# REQUIREMENT
Copy all lines below containing "rerun".

# Saved data entries
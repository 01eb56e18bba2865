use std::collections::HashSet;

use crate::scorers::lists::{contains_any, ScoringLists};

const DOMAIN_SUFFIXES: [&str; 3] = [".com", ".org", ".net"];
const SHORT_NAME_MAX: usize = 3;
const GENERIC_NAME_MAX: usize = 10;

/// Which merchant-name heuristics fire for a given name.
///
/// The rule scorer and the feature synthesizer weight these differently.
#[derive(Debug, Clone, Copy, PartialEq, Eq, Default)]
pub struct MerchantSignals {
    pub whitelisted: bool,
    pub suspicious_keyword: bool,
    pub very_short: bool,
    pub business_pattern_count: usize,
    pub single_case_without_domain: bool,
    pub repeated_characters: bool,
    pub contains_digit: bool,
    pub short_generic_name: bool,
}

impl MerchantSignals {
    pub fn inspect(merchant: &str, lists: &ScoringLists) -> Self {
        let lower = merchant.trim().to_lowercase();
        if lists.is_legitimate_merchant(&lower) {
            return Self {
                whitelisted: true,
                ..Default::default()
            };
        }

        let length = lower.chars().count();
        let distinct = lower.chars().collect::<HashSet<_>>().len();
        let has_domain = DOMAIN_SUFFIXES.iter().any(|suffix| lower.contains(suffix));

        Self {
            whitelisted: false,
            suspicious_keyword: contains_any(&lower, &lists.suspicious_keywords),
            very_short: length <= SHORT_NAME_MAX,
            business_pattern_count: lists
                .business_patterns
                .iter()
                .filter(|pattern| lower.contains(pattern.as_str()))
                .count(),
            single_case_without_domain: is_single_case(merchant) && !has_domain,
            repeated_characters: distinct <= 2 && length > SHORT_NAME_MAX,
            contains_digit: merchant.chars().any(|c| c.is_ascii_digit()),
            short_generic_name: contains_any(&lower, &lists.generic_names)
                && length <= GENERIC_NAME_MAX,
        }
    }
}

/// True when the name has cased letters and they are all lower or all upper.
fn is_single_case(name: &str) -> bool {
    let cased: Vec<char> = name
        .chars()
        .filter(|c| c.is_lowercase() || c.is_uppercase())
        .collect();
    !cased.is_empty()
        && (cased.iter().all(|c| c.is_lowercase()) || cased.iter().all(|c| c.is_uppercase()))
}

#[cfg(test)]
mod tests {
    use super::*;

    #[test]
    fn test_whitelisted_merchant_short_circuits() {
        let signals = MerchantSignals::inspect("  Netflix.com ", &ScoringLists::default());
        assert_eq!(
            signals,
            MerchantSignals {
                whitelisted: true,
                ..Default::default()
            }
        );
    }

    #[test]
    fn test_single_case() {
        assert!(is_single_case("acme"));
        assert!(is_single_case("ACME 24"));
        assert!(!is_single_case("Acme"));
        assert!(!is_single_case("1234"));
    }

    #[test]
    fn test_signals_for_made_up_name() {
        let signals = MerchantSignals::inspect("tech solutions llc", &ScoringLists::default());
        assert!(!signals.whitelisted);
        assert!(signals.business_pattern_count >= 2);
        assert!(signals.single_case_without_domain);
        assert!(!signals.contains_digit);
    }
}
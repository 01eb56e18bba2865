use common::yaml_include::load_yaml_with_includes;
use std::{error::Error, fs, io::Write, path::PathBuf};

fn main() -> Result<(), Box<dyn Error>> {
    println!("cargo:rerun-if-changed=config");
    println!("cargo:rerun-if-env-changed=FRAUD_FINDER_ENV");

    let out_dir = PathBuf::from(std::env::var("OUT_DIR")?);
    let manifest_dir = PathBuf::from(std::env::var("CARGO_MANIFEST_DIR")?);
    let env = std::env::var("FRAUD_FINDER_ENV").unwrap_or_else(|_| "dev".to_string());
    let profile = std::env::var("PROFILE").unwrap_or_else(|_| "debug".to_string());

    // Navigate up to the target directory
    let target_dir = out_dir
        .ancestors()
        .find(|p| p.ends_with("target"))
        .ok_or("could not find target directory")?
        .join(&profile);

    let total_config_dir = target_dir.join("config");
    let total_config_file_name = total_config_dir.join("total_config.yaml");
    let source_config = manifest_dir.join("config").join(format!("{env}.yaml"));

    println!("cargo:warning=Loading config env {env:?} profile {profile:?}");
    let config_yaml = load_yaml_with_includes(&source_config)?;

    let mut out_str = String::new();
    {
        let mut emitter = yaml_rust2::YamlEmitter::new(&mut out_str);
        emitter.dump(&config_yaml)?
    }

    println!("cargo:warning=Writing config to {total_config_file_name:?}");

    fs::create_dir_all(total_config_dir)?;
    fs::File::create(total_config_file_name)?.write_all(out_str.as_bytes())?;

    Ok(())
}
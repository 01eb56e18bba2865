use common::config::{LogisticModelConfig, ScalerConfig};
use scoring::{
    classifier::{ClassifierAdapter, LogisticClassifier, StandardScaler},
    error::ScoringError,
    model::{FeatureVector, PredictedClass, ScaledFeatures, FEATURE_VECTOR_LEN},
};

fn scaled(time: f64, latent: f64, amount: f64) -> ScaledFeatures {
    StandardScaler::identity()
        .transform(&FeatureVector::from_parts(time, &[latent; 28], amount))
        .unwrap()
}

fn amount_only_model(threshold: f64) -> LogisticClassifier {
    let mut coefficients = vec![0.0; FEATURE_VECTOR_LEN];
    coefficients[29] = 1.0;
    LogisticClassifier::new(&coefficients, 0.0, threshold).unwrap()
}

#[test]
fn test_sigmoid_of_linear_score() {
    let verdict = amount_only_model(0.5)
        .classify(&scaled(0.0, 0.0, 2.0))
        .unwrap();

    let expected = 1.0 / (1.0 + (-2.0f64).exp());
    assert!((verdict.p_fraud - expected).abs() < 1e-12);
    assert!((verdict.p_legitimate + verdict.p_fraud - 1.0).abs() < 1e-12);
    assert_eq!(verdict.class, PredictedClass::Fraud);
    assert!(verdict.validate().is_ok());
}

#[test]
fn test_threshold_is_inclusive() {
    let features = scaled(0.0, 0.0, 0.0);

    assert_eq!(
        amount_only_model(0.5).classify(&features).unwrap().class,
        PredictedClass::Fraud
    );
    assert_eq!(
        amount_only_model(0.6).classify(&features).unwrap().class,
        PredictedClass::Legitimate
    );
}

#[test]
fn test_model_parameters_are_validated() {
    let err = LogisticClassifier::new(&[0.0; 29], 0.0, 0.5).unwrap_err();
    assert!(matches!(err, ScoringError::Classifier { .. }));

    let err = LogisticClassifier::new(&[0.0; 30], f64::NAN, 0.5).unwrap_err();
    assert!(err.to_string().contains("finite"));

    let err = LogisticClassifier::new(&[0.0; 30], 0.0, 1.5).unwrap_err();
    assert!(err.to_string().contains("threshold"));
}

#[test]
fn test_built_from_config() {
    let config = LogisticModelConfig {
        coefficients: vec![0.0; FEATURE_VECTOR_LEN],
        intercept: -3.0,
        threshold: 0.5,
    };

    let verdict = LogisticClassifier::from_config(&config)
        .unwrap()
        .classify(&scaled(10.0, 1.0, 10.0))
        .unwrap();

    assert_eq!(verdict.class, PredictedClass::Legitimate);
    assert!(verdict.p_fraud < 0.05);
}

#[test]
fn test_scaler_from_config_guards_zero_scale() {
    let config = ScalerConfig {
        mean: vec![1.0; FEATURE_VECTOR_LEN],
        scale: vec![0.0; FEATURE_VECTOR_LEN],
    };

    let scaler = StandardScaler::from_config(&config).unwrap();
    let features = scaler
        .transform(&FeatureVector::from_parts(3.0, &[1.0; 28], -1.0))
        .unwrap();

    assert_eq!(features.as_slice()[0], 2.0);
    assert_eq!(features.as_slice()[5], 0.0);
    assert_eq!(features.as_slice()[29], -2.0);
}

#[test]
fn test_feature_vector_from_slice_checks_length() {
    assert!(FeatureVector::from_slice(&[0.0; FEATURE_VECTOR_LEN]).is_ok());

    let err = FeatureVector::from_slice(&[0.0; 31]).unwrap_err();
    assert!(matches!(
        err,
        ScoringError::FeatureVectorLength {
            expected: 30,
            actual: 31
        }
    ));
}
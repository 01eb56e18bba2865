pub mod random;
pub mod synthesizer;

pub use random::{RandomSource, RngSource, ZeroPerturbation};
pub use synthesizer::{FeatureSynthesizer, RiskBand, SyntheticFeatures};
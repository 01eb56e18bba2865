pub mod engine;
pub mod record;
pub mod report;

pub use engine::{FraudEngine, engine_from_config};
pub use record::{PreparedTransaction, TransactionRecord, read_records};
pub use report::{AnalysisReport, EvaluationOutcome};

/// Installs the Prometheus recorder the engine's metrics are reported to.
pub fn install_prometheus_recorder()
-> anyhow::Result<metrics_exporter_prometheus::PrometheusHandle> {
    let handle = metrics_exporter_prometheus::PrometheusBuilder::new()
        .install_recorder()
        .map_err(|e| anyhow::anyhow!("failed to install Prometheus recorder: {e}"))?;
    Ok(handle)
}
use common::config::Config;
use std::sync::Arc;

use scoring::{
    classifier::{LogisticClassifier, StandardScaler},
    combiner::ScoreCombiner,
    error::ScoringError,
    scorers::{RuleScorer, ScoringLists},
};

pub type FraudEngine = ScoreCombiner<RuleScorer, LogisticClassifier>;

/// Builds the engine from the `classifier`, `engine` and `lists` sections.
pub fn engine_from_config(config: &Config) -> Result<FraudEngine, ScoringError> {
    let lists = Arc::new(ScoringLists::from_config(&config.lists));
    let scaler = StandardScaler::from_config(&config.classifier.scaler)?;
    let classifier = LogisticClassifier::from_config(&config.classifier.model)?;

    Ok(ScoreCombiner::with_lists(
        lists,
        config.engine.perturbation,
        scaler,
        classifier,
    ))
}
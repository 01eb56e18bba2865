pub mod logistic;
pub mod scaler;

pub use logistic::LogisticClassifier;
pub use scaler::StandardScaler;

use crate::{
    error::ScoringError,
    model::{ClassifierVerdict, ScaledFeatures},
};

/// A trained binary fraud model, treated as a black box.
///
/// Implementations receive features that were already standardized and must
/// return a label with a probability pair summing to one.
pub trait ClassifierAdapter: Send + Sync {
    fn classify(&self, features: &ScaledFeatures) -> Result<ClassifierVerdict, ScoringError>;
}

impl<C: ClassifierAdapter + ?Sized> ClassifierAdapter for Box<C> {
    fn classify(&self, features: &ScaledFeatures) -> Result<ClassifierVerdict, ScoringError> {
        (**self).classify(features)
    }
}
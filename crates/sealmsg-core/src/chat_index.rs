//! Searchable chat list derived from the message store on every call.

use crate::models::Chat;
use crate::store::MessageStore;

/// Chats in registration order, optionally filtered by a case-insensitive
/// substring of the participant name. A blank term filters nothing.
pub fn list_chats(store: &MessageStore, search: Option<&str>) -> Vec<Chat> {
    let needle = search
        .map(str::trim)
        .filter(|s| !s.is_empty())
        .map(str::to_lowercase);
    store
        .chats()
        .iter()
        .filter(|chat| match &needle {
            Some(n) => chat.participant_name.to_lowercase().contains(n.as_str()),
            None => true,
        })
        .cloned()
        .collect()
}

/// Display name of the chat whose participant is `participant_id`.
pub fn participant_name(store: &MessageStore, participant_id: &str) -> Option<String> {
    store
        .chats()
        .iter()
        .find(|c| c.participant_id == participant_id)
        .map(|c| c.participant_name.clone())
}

# SOLVED EXERCISE
    println!("cargo:rerun-if-changed=config");
    println!("cargo:rerun-if-env-changed=FRAUD_FINDER_ENV");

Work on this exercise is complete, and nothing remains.